高エネルギー加速器と写真乾板で 中性子星の構造の謎に迫ります。

 私は恒星の最終形態,中性子星の構造解明につながる素粒子を研究しています。中性子星とは,寿命を迎えた恒星が超新星爆発を起こした後に残る星のことで,中性子が詰まっていて非常に密度が高く,角砂糖1個分で数億トンにもなります。ただ,あまりにも密度が高いため,中性子よりも質量が大きい3つの素粒子「ラムダ」,「シグマ」,「グザイ」も一部存在するのではと推定されてきました。
 原子核を構成する陽子と中性子は,さらに小さな「クォーク」と呼ばれる素粒子からできており,アップとダウンという2種類のクォークのみで成り立っています。一方,ラムダ,シグマ,グザイは,「ストレンジ」という別のクォークも持っています。これらは「ハイペロン」と総称され,非常に短寿命で,地球上には存在しません。ちなみに,陽子と中性子に加えてハイペロンを含んだ原子核は,「超原子核」と呼ばれます。
 ハイペロンは,陽子や中性子と同じく星の進化の過程に深く関わっています。陽子・中性子とハイペロン,そしてハイペロン同士の相互作用が解明されれば,宇宙の進化を知るための貴重な材料となるわけです。

写真乾板の全面を自動で走査する光学顕微鏡。

 そこで,私たちは平成7年から高エネルギー加速器による実験を始めました。この実験では,ダイヤモンドなどを使ってストレンジクォークを2つ持つ「グザイ」を人工的に生成。そして,グザイが原子核に吸収された時の反応を特殊な写真乾板に収め,その画像からグザイと原子核が描く飛跡の確認作業を行いました。すると,グザイから2つの「ラムダ」ができ,通常の原子核に2つのラムダが結合した超原子核「ラムファ」ができた反応の跡を見つけたのです。これにより,ラムダ同士は結びつく性質があるとわかり,中性子で構成された中性子星には,高い確率でラムダが存在すると立証されました。
 その後,ラムダとは反対に,シグマは原子核と反発し合う性質であることが分かり,こちらは中性子星には存在しないだろうと考えられます。

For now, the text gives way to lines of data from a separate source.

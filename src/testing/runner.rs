//! Test runner implementation
//!
//! Executes scenarios against the launched app through the app driver, so
//! every step gets the same readiness waits and crash handling as the launch
//! itself.

use std::path::Path;
use std::time::Duration;

use colored::Colorize;

use crate::app::{AppDriver, Selector};
use crate::common::paths::ArtifactPaths;
use crate::common::{Error, Result};
use crate::orchestrator::Orchestrator;

use super::config::{TestScenario, TestStep};

/// Result of a test run
#[derive(Debug)]
pub struct TestResult {
    pub name: String,
    pub passed: bool,
    pub steps_run: usize,
    pub steps_total: usize,
    pub error: Option<String>,
}

/// What steps need besides the app
pub struct StepContext<'a> {
    pub paths: &'a ArtifactPaths,
    /// Selector used when a step names none
    pub default_selector: &'a str,
    pub wait_timeout: Duration,
    pub verbose: bool,
}

/// Run a test scenario from a YAML file against the launched environment
pub async fn run_scenario(
    orchestrator: &Orchestrator,
    path: &Path,
    verbose: bool,
) -> Result<TestResult> {
    let scenario = TestScenario::load(path)?;

    println!(
        "\n{} {}",
        "Running Test:".blue().bold(),
        scenario.name.white().bold()
    );
    if let Some(desc) = &scenario.description {
        println!("  {}", desc.dimmed());
    }

    let state = orchestrator.launch().await?;
    let config = orchestrator.config();
    let ctx = StepContext {
        paths: orchestrator.paths(),
        default_selector: &config.selectors.session,
        wait_timeout: Duration::from_secs(config.timeouts.app_wait_secs),
        verbose,
    };

    let mut app = state.app.lock().await;
    Ok(run_steps(&mut app, &scenario, &ctx).await)
}

/// Execute every step in order, stopping at the first failure
pub async fn run_steps(
    app: &mut AppDriver,
    scenario: &TestScenario,
    ctx: &StepContext<'_>,
) -> TestResult {
    let steps_total = scenario.steps.len();
    println!("\n{}", "Steps:".cyan());

    for (i, step) in scenario.steps.iter().enumerate() {
        let step_num = i + 1;

        if let Err(e) = execute_step(app, step, step_num, ctx).await {
            println!("  {} Step {}: {}", "✗".red(), step_num, e);
            return TestResult {
                name: scenario.name.clone(),
                passed: false,
                steps_run: step_num,
                steps_total,
                error: Some(e.to_string()),
            };
        }
    }

    println!(
        "\n{} {}\n",
        "✓".green().bold(),
        "Test Passed".green().bold()
    );

    TestResult {
        name: scenario.name.clone(),
        passed: true,
        steps_run: steps_total,
        steps_total,
        error: None,
    }
}

/// Execute a single test step
async fn execute_step(
    app: &mut AppDriver,
    step: &TestStep,
    step_num: usize,
    ctx: &StepContext<'_>,
) -> Result<()> {
    let description = match step {
        TestStep::WaitFor { selector, timeout } => {
            let timeout = timeout
                .map(Duration::from_secs)
                .unwrap_or(ctx.wait_timeout);
            app.wait_for(&Selector::parse(selector), timeout).await?;
            format!("wait for {}", selector)
        }
        TestStep::Restart { selector } => {
            let selector = Selector::parse(selector.as_deref().unwrap_or(ctx.default_selector));
            app.restart(&selector).await?;
            format!("restart, wait for {}", selector)
        }
        TestStep::Refresh { selector } => {
            let selector = Selector::parse(selector.as_deref().unwrap_or(ctx.default_selector));
            app.refresh(&selector).await?;
            format!("refresh, wait for {}", selector)
        }
        TestStep::SetLocalStorage { key, value } => {
            app.set_local_storage(key, value).await?;
            format!("localStorage[{}] = {}", key, value)
        }
        TestStep::ExpectLocalStorage { key, equals } => {
            let actual = app.local_storage(key).await?;
            if actual != *equals {
                return Err(Error::TestAssertion(format!(
                    "localStorage[{}]: expected {:?}, got {:?}",
                    key, equals, actual
                )));
            }
            format!("localStorage[{}] == {:?}", key, equals)
        }
        TestStep::Screenshot { path } => {
            let target = if path.is_relative() {
                ctx.paths.root().join(path)
            } else {
                path.clone()
            };
            app.capture_screenshot(&target).await?;
            if ctx.verbose {
                println!("    {}", target.display().to_string().dimmed());
            }
            format!("screenshot {}", path.display())
        }
    };

    println!(
        "  {} Step {}: {}",
        "✓".green(),
        step_num,
        description.dimmed()
    );
    Ok(())
}
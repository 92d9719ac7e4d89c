//! Remote automation seam between the driver and the GUI
//!
//! [`AutomationClient`] is what the app driver and crash recovery talk to.
//! The production implementation speaks WebDriver; tests use the in-memory
//! client.

use std::collections::BTreeMap;
use std::path::PathBuf;
use std::time::Duration;

use async_trait::async_trait;
use serde::{Deserialize, Serialize};

use crate::common::config::Config;
use crate::common::paths::ArtifactPaths;
use crate::common::Result;

/// A DOM readiness marker
///
/// Written as a CSS selector, optionally followed by `=text` to require an
/// element whose trimmed text content equals `text`
/// (`.tm-session-title=Sign In`). An `=` inside `[...]` or `(...)` belongs to
/// the CSS part.
#[derive(Debug, Clone, PartialEq, Eq)]
pub struct Selector {
    raw: String,
    css: String,
    text: Option<String>,
}

impl Selector {
    pub fn parse(raw: &str) -> Self {
        let mut depth = 0i32;
        let split = raw.char_indices().find(|&(_, c)| {
            match c {
                '[' | '(' => depth += 1,
                ']' | ')' => depth -= 1,
                _ => {}
            }
            c == '=' && depth == 0
        });

        let (css, text) = match split {
            Some((idx, _)) => (raw[..idx].to_string(), Some(raw[idx + 1..].to_string())),
            None => (raw.to_string(), None),
        };
        Self {
            raw: raw.to_string(),
            css,
            text,
        }
    }

    pub fn raw(&self) -> &str {
        &self.raw
    }

    pub fn css(&self) -> &str {
        &self.css
    }

    pub fn text(&self) -> Option<&str> {
        self.text.as_deref()
    }
}

impl std::fmt::Display for Selector {
    fn fmt(&self, f: &mut std::fmt::Formatter<'_>) -> std::fmt::Result {
        f.write_str(&self.raw)
    }
}

/// A renderer console message
#[derive(Debug, Clone, PartialEq, Eq, Serialize, Deserialize)]
pub struct LogEntry {
    #[serde(default)]
    pub level: String,
    pub message: String,
}

/// How to launch the GUI
#[derive(Debug, Clone, PartialEq, Eq)]
pub struct AppLaunch {
    /// GUI runtime binary
    pub app_binary: PathBuf,
    /// Arguments for the runtime, entry script first
    pub args: Vec<String>,
    /// Environment for the GUI process
    pub env: BTreeMap<String, String>,
    /// WebDriver server binary
    pub driver_binary: PathBuf,
    /// Time allowed for the driver and session to come up
    pub start_timeout: Duration,
}

impl AppLaunch {
    /// The launch used by the Voyager e2e suite: live node, mocking and
    /// devtools off, homes inside the artifact directory
    pub fn from_config(config: &Config, paths: &ArtifactPaths) -> Self {
        let mut env = BTreeMap::new();
        env.insert("COSMOS_NODE".to_string(), "localhost".to_string());
        env.insert("NODE_ENV".to_string(), "production".to_string());
        env.insert("PREVIEW".to_string(), "true".to_string());
        // open devtools break the automation session
        env.insert("COSMOS_DEVTOOLS".to_string(), "0".to_string());
        env.insert(
            "COSMOS_HOME".to_string(),
            paths.cli_home().display().to_string(),
        );
        env.insert(
            "COSMOS_NETWORK".to_string(),
            paths.node_config_dir().display().to_string(),
        );
        env.insert("COSMOS_MOCKED".to_string(), "false".to_string());
        env.insert(
            "BINARY_PATH".to_string(),
            Config::resolve_binary(&config.binaries.cli)
                .display()
                .to_string(),
        );

        Self {
            app_binary: Config::resolve_binary(&config.binaries.app),
            args: vec![
                config.binaries.app_main.display().to_string(),
                "--disable-gpu".to_string(),
                "--no-sandbox".to_string(),
            ],
            env,
            driver_binary: Config::resolve_binary(&config.binaries.driver),
            start_timeout: Duration::from_secs(config.timeouts.app_start_secs),
        }
    }
}

/// Remote control of one GUI instance
///
/// A client is started and stopped repeatedly over a run; every `start`
/// creates a fresh GUI process and session.
#[async_trait]
pub trait AutomationClient: Send {
    /// Launch the GUI and open an automation session
    async fn start(&mut self, launch: &AppLaunch) -> Result<()>;

    /// Close the session and terminate the GUI
    async fn stop(&mut self) -> Result<()>;

    fn is_running(&self) -> bool;

    /// Whether an element matching `selector` currently exists
    async fn exists(&mut self, selector: &Selector) -> Result<bool>;

    /// Reload the current view without restarting the process
    async fn refresh(&mut self) -> Result<()>;

    /// Main process output since the last call
    async fn main_process_logs(&mut self) -> Result<Vec<String>>;

    /// Renderer console messages since the last call
    async fn renderer_process_logs(&mut self) -> Result<Vec<LogEntry>>;

    /// Whether there is a window to screenshot
    fn has_window(&self) -> bool;

    /// PNG bytes of the current window
    async fn capture_page(&mut self) -> Result<Vec<u8>>;

    async fn set_local_storage(&mut self, key: &str, value: &str) -> Result<()>;

    async fn local_storage(&mut self, key: &str) -> Result<Option<String>>;
}

#[cfg(test)]
mod tests {
    use super::*;

    #[test]
    fn test_plain_css_selector() {
        let selector = Selector::parse(".tm-session");
        assert_eq!(selector.css(), ".tm-session");
        assert_eq!(selector.text(), None);
    }

    #[test]
    fn test_text_selector() {
        let selector = Selector::parse(".tm-session-title=Sign In");
        assert_eq!(selector.css(), ".tm-session-title");
        assert_eq!(selector.text(), Some("Sign In"));
        assert_eq!(selector.to_string(), ".tm-session-title=Sign In");
    }

    #[test]
    fn test_attribute_equals_stays_css() {
        let selector = Selector::parse("input[name=password]");
        assert_eq!(selector.css(), "input[name=password]");
        assert_eq!(selector.text(), None);

        let selector = Selector::parse("button[type=submit]=Next");
        assert_eq!(selector.css(), "button[type=submit]");
        assert_eq!(selector.text(), Some("Next"));
    }

    #[test]
    fn test_launch_environment() {
        let config = Config::default();
        let paths = ArtifactPaths::new("/tmp/artifacts");
        let launch = AppLaunch::from_config(&config, &paths);

        assert_eq!(launch.env["COSMOS_MOCKED"], "false");
        assert_eq!(launch.env["COSMOS_DEVTOOLS"], "0");
        assert_eq!(launch.env["COSMOS_HOME"], "/tmp/artifacts/cli_home");
        assert_eq!(launch.env["COSMOS_NETWORK"], "/tmp/artifacts/node_home/config");
        assert_eq!(launch.args[1..], ["--disable-gpu", "--no-sandbox"]);
        assert_eq!(launch.start_timeout, Duration::from_secs(10));
    }
}
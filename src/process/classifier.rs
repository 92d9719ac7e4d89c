//! First-chunk readiness policy
//!
//! Neither gaiad nor gaiacli expose a readiness protocol. The only signal is
//! the text they print, so the harness looks at the first chunk a child
//! writes to stdout and decides once. Anything printed later is never
//! reconsidered: a child that flushes a banner before its real status line
//! will be classified on the banner.

/// Classification of a child's first stdout chunk
#[derive(Debug, Clone, PartialEq, Eq)]
pub enum ReadinessSignal {
    /// The process is up; carries the chunk text
    Ready(String),
    /// A failure marker was found; carries the chunk text
    Failed(String),
    /// Neither ready nor failed; the outcome is decided by the exit status
    Pending(String),
}

/// Named readiness policy applied to the first stdout chunk
#[derive(Debug, Clone, PartialEq, Eq, Default)]
pub struct FirstChunkClassifier {
    failure_markers: Vec<String>,
    required_prefix: Option<String>,
}

impl FirstChunkClassifier {
    /// Ready unless the chunk contains one of `markers`
    pub fn with_markers<S: AsRef<str>>(markers: &[S]) -> Self {
        Self {
            failure_markers: markers.iter().map(|m| m.as_ref().to_string()).collect(),
            required_prefix: None,
        }
    }

    /// Ready only when the chunk opens a JSON object
    pub fn json_object() -> Self {
        Self {
            failure_markers: Vec::new(),
            required_prefix: Some("{".to_string()),
        }
    }

    pub fn failure_markers(&self) -> &[String] {
        &self.failure_markers
    }

    pub fn classify(&self, chunk: &str) -> ReadinessSignal {
        if self.failure_markers.iter().any(|m| chunk.contains(m.as_str())) {
            return ReadinessSignal::Failed(chunk.to_string());
        }
        match &self.required_prefix {
            Some(prefix) if !chunk.starts_with(prefix.as_str()) => {
                ReadinessSignal::Pending(chunk.to_string())
            }
            _ => ReadinessSignal::Ready(chunk.to_string()),
        }
    }
}

#[cfg(test)]
mod tests {
    use super::*;

    fn markers() -> FirstChunkClassifier {
        FirstChunkClassifier::with_markers(&["Failed", "Error"])
    }

    #[test]
    fn test_clean_chunk_is_ready() {
        assert_eq!(
            markers().classify("{\"ok\":true}"),
            ReadinessSignal::Ready("{\"ok\":true}".to_string())
        );
        assert_eq!(
            markers().classify("I[01-01|00:00:00.000] Starting ABCI"),
            ReadinessSignal::Ready("I[01-01|00:00:00.000] Starting ABCI".to_string())
        );
    }

    #[test]
    fn test_markers_anywhere_in_chunk() {
        assert!(matches!(
            markers().classify("Error: bad state"),
            ReadinessSignal::Failed(_)
        ));
        assert!(matches!(
            markers().classify("init: Failed to write genesis"),
            ReadinessSignal::Failed(_)
        ));
        // matching is case sensitive
        assert!(matches!(
            markers().classify("no error here"),
            ReadinessSignal::Ready(_)
        ));
    }

    #[test]
    fn test_json_object_requires_brace() {
        let classifier = FirstChunkClassifier::json_object();
        assert!(matches!(
            classifier.classify("{\"name\":\"testkey\"}"),
            ReadinessSignal::Ready(_)
        ));
        assert_eq!(
            classifier.classify("Enter a passphrase:"),
            ReadinessSignal::Pending("Enter a passphrase:".to_string())
        );
        // leading whitespace is not skipped
        assert!(matches!(
            classifier.classify(" {}"),
            ReadinessSignal::Pending(_)
        ));
    }
}
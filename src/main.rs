//! Voyager e2e harness CLI
//!
//! Boots a local gaia node, provisions test accounts and drives the Voyager
//! GUI over WebDriver for end-to-end tests.

use std::path::PathBuf;

use clap::Parser;
use commands::Commands;
use harness::common::{config::Config, logging};
use harness::{cli, commands};

#[derive(Parser)]
#[command(name = "harness", about = "End-to-end launch harness for Voyager")]
#[command(version, long_about = None)]
struct Cli {
    /// Configuration file (default: platform config dir)
    #[arg(long, global = true)]
    config: Option<PathBuf>,

    #[command(subcommand)]
    command: Commands,
}

#[tokio::main]
async fn main() {
    let cli = Cli::parse();

    let config = match Config::load(cli.config.as_deref()) {
        Ok(config) => config,
        Err(e) => {
            eprintln!("Error: {e}");
            std::process::exit(1);
        }
    };

    // runs that produce artifacts also keep the harness log with them
    let _guard = match cli.command {
        Commands::Launch | Commands::Run { .. } => logging::init_with_file(&config.artifacts.dir),
        _ => {
            logging::init_cli();
            None
        }
    };

    if let Err(e) = cli::dispatch(cli.command, config).await {
        eprintln!("Error: {e}");
        std::process::exit(1);
    }
}
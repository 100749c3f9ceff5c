//! Class-distribution statistics for a raw label directory.
//!
//! This is the exploratory half of the pipeline: scan every label file in
//! the source directory and count objects per class, tolerating all the
//! garbage a dirty dump contains.

mod report;

pub use report::StatsReport;

use std::collections::BTreeMap;
use std::path::Path;

use crate::error::AeroprepError;
use crate::label;
use crate::source::{self, LABEL_EXTENSION};

/// Options for a statistics run.
#[derive(Clone, Debug)]
pub struct StatsOptions {
    /// Width of histogram bars (in characters).
    pub bar_width: usize,
}

impl Default for StatsOptions {
    fn default() -> Self {
        Self { bar_width: 20 }
    }
}

/// Scan `source_dir` for label files and count objects per class.
///
/// Lines that fail the structural checks (token count, integer class id)
/// are skipped and surface only as `skipped_lines`; a file that cannot be
/// read at all is skipped the same way undecodable bytes are. Finding no
/// label files is the one hard error, and it produces no partial report.
pub fn analyze_source_dir(
    source_dir: &Path,
    opts: &StatsOptions,
) -> Result<StatsReport, AeroprepError> {
    let label_files = source::list_files_with_extensions(source_dir, &[LABEL_EXTENSION])?;
    if label_files.is_empty() {
        return Err(AeroprepError::NoLabelFiles {
            dir: source_dir.to_path_buf(),
        });
    }

    let mut per_class: BTreeMap<u32, u64> = BTreeMap::new();
    let mut total_objects = 0u64;
    let mut skipped_lines = 0u64;

    for path in &label_files {
        let Ok(content) = source::read_to_string_lossy(path) else {
            continue;
        };
        for line in content.lines() {
            match label::class_id_of_line(line) {
                Some(class_id) => {
                    *per_class.entry(class_id).or_insert(0) += 1;
                    total_objects += 1;
                }
                None => skipped_lines += 1,
            }
        }
    }

    Ok(StatsReport {
        label_files: label_files.len(),
        total_objects,
        skipped_lines,
        per_class,
        bar_width: opts.bar_width,
    })
}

線香花火を思わせる美しい飛跡を見たいという欲求が、物理への探求心に火をつけます。

 最後に残されたのがグザイです。グザイの実験では,ラムダの時と同じく写真乾板に飛跡を収め,今度は画像の解析枚数を格段に増やし,根気よく解析を行いました。すると,約800万枚分の画像の中から,グザイ自体が原子核に結びついた超原子核を発見しました。この飛跡から引力を測定したところ,陽子,原子核とグザイが強く引き合うことが判明。グザイも高い確率で中性子星に存在することが裏付けられ,中性子星の内部構造の解明につながる大きな発見となりました。
 私たちはラムダの反応を「長良イベント」,グザイの反応を「木曽イベント」と名付けましたが,こうした超原子核反応による飛跡は,原子核による美しい線香花火を見るようで,物理への探求心を掻き立てられます。この研究では,実験の一番のカギとなる写真乾板の分析に直接関わることができ,学生たちにとっても非常に刺激的な研究環境だと思います。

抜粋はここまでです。